Notwithstanding the foregoing, McGehee reserves and retains any and all rights of indemnification with respect to his prior position as an officer or employee of Cutter & Buck, including any such right under Cutter & Buck’s Articles of Incorporation, Bylaws or any insurance policy with respect thereto. McGehee acknowledges that Cutter & Buck’s prior Directors’ and Officers’ Insurance carrier has rescinded that policy and that Cutter & Buck is challenging the carrier’s rescission.

Notwithstanding the foregoing, McGehee’s release of claims shall not extend to the obligations assumed by Cutter & Buck in this Agreement or any claim for damage arising from any falsity in Cutter & Buck’s representation in Section 2 of this Agreement.

b.   ADEA Release by McGehee.   McGehee acknowledges that he is knowingly and voluntarily waiving and releasing any rights that he may have under the Age Discrimination in Employment Act (“ADEA”). McGehee also acknowledges that the consideration given for this Agreement is in addition to anything of value to which he was already entitled. McGehee further acknowledges that he has been advised by this writing, as required by the ADEA, that: (i) this Agreement does not apply to any rights or claims that may arise after the execution date of this Agreement; (ii) McGehee should consult with an attorney prior to executing this Agreement; (iii) McGehee has twenty-one (21) days to consider this Agreement (although he may choose to voluntarily execute this Agreement earlier and to waive such period of consideration); (iv) McGehee has seven (7) days following the execution of this Agreement to revoke the Agreement by written notice to Theresa Treat, Vice President and Manager of Human Resources; and (v) this Agreement will not be effective until the date upon which the revocation period has expired, which will be the eighth day after this Agreement is executed by McGehee (“Effective Date”). Nothing in this Agreement prevents or precludes McGehee from challenging or seeking a determination in good faith of the validity of this waiver under the ADEA, nor does it impose any condition precedent, penalties or costs for doing so, unless specifically authorized by federal law.

c.   Cutter Buck’s Release.   In exchange for McGehee’s release and other performance obligations assumed herein, and except as set forth elsewhere in this Agreement, Cutter & Buck, including its successors and assigns, releases and forever discharges McGehee from any and all claims, demands or causes of action of any nature whatsoever, whether known or unknown, arising from or in any way connected with McGehee’s employment with Cutter & Buck, whether based in tort, contract, or any federal, state or local law, statute or regulation arising through the date of this Agreement. Notwithstanding the foregoing, Cutter & Buck’s release of claims shall not extend to the obligations assumed by McGehee in this Agreement, any claim for damage arising from any falsity in McGehee’s representation in Section 2 of this Agreement or any outstanding advance made by Cutter & Buck on McGehee’s behalf in connection with a grant of Cutter & Buck restricted stock. Upon payment of Nineteen Thousand One Hundred Dollars ($19,100.00) advanced in connection with prior grants of restricted stock, Cutter & Buck will release to McGehee all certificates representing McGehee’s shares of Cutter & Buck stock.

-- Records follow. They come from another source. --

use numeric_literals::replace_float_literals;

use crate::element::{phi_linear_1d, phi_linear_1d_grad, ElementKind, ElementShape};
use crate::nalgebra::{OMatrix, Point3, Vector3, U1, U3, U8};
use crate::quadrature::{self, QuadraturePair3d};
use crate::Real;

/// The 8-node trilinear hexahedron.
///
/// The natural coordinates live on `[-1, 1]^3`. Nodes 0-3 are the corners of the bottom face
/// `ζ = -1` and nodes 4-7 the corners of the top face `ζ = 1`, each face ordered like
/// [`Quad4`](crate::element::Quad4).
#[derive(Debug, Copy, Clone, Default, PartialEq, Eq)]
pub struct Hex8;

impl<T> ElementShape<T> for Hex8
where
    T: Real,
{
    type GeometryDim = U3;
    type NodalDim = U8;

    fn kind(&self) -> ElementKind {
        ElementKind::Hex8
    }

    #[rustfmt::skip]
    #[replace_float_literals(T::from_f64(literal).expect("Literal must fit in T"))]
    fn reference_nodes(&self) -> Vec<Point3<T>> {
        [
            Point3::new(-1.0, -1.0, -1.0),
            Point3::new( 1.0, -1.0, -1.0),
            Point3::new( 1.0,  1.0, -1.0),
            Point3::new(-1.0,  1.0, -1.0),
            Point3::new(-1.0, -1.0,  1.0),
            Point3::new( 1.0, -1.0,  1.0),
            Point3::new( 1.0,  1.0,  1.0),
            Point3::new(-1.0,  1.0,  1.0),
        ]
        .to_vec()
    }

    #[rustfmt::skip]
    #[replace_float_literals(T::from_f64(literal).expect("Literal must fit in T"))]
    fn evaluate_basis(&self, xi: &Point3<T>) -> OMatrix<T, U1, U8> {
        // We define the shape functions as N_{alpha, beta, gamma} evaluated at xi such that
        //  N_{alpha, beta, gamma}([alpha, beta, gamma]) = 1,
        let phi_1d = phi_linear_1d;
        let phi = |alpha, beta, gamma, xi: &Point3<T>|
            phi_1d(alpha, xi[0]) * phi_1d(beta, xi[1]) * phi_1d(gamma, xi[2]);
        OMatrix::<_, U1, U8>::from_row_slice(&[
            phi(-1.0, -1.0, -1.0, xi),
            phi( 1.0, -1.0, -1.0, xi),
            phi( 1.0,  1.0, -1.0, xi),
            phi(-1.0,  1.0, -1.0, xi),
            phi(-1.0, -1.0,  1.0, xi),
            phi( 1.0, -1.0,  1.0, xi),
            phi( 1.0,  1.0,  1.0, xi),
            phi(-1.0,  1.0,  1.0, xi),
        ])
    }

    #[rustfmt::skip]
    #[replace_float_literals(T::from_f64(literal).expect("Literal must fit in T"))]
    fn gradients(&self, xi: &Point3<T>) -> OMatrix<T, U3, U8> {
        let phi_1d = phi_linear_1d;
        let grad_1d = phi_linear_1d_grad;
        let phi_grad = |alpha, beta, gamma, xi: &Point3<T>|
            Vector3::new(
                grad_1d(alpha) * phi_1d(beta, xi[1]) * phi_1d(gamma, xi[2]),
                phi_1d(alpha, xi[0]) * grad_1d(beta) * phi_1d(gamma, xi[2]),
                phi_1d(alpha, xi[0]) * phi_1d(beta, xi[1]) * grad_1d(gamma)
            );

        OMatrix::from_columns(&[
            phi_grad(-1.0, -1.0, -1.0, xi),
            phi_grad( 1.0, -1.0, -1.0, xi),
            phi_grad( 1.0,  1.0, -1.0, xi),
            phi_grad(-1.0,  1.0, -1.0, xi),
            phi_grad(-1.0, -1.0,  1.0, xi),
            phi_grad( 1.0, -1.0,  1.0, xi),
            phi_grad( 1.0,  1.0,  1.0, xi),
            phi_grad(-1.0,  1.0,  1.0, xi),
        ])
    }

    fn quadrature(&self) -> QuadraturePair3d<T> {
        quadrature::hexahedron_gauss_2x2x2()
    }
}
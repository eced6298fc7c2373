//! Helper traits for allocator trait bounds.
pub use isokin_traits::allocators::*;
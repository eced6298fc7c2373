//! Isoparametric finite element kinematics.
//!
//! For a fixed set of isoparametric element shapes, `isokin` computes the gradients of the
//! shape functions with respect to physical coordinates at every quadrature point of an
//! element, together with the determinant of the isoparametric Jacobian. The computation is
//! available for the reference (undeformed) configuration only ("linear" analysis) or for both
//! the reference and the current (deformed) configuration ("nonlinear" analysis).
//!
//! The central type is [`ElementGeometry`](kinematics::ElementGeometry), which owns the nodal
//! coordinates and per-quadrature-point state of a single element. Collections with mixed
//! element shapes can use [`AnyElementGeometry`](any_element::AnyElementGeometry), and whole
//! collections can be recomputed in parallel with the functions in [`batch`].
use nalgebra::{DimMin, DimName};

pub mod allocators;
pub mod any_element;
pub mod batch;
pub mod element;
pub mod error;
pub mod kinematics;
pub mod quadrature;

#[cfg(feature = "proptest")]
pub mod proptest;

pub extern crate nalgebra;

pub use isokin_traits::Real;

/// A small, fixed-size dimension.
///
/// Used as a trait alias for various traits frequently needed by generic `isokin` routines.
pub trait SmallDim: DimName + DimMin<Self, Output = Self> {}

impl<D> SmallDim for D where D: DimName + DimMin<Self, Output = Self> {}
use numeric_literals::replace_float_literals;

use crate::element::{ElementKind, ElementShape};
use crate::nalgebra::{Matrix1x4, Matrix3x4, Point3, Vector3, U3, U4};
use crate::quadrature::{self, QuadraturePair3d};
use crate::Real;

/// The 4-node linear tetrahedron.
///
/// The natural coordinates live on the unit tetrahedron with vertices `(0, 0, 0)`, `(1, 0, 0)`,
/// `(0, 1, 0)` and `(0, 0, 1)`. The first three vertices are counter-clockwise when seen from
/// the fourth.
#[derive(Debug, Copy, Clone, Default, PartialEq, Eq)]
pub struct Tet4;

impl<T> ElementShape<T> for Tet4
where
    T: Real,
{
    type GeometryDim = U3;
    type NodalDim = U4;

    fn kind(&self) -> ElementKind {
        ElementKind::Tet4
    }

    #[replace_float_literals(T::from_f64(literal).expect("Literal must fit in T"))]
    fn reference_nodes(&self) -> Vec<Point3<T>> {
        [
            Point3::new(0.0, 0.0, 0.0),
            Point3::new(1.0, 0.0, 0.0),
            Point3::new(0.0, 1.0, 0.0),
            Point3::new(0.0, 0.0, 1.0),
        ]
        .to_vec()
    }

    #[rustfmt::skip]
    #[replace_float_literals(T::from_f64(literal).expect("Literal must fit in T"))]
    fn evaluate_basis(&self, xi: &Point3<T>) -> Matrix1x4<T> {
        Matrix1x4::new(
            1.0 - xi.x - xi.y - xi.z,
            xi.x,
            xi.y,
            xi.z
        )
    }

    #[rustfmt::skip]
    #[replace_float_literals(T::from_f64(literal).expect("Literal must fit in T"))]
    fn gradients(&self, _: &Point3<T>) -> Matrix3x4<T> {
        Matrix3x4::from_columns(&[
            Vector3::new(-1.0, -1.0, -1.0),
            Vector3::new(1.0, 0.0, 0.0),
            Vector3::new(0.0, 1.0, 0.0),
            Vector3::new(0.0, 0.0, 1.0)
        ])
    }

    fn quadrature(&self) -> QuadraturePair3d<T> {
        quadrature::tetrahedron_centroid()
    }
}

8.   Return of Company Property.   McGehee represents that on or before December 31, 2004, he will return to Cutter & Buck all property and equipment furnished to or prepared by McGehee or his subordinates in the course of or incident to his employment by Cutter & Buck, including, without limitation, all books, manuals, records, reports, notes, contracts, lists and other documents or materials, or copies thereof (including computer files), the master key, company credit cards, computer equipment, agreements and all other proprietary information and property belonging to or relating to the business of Cutter & Buck or any affiliate. McGehee’s obligation under this Agreement precludes him from keeping

3




any copies of Cutter & Buck’s property or documents without Cutter & Buck’s express written permission for each such item of which he wishes to retain a copy.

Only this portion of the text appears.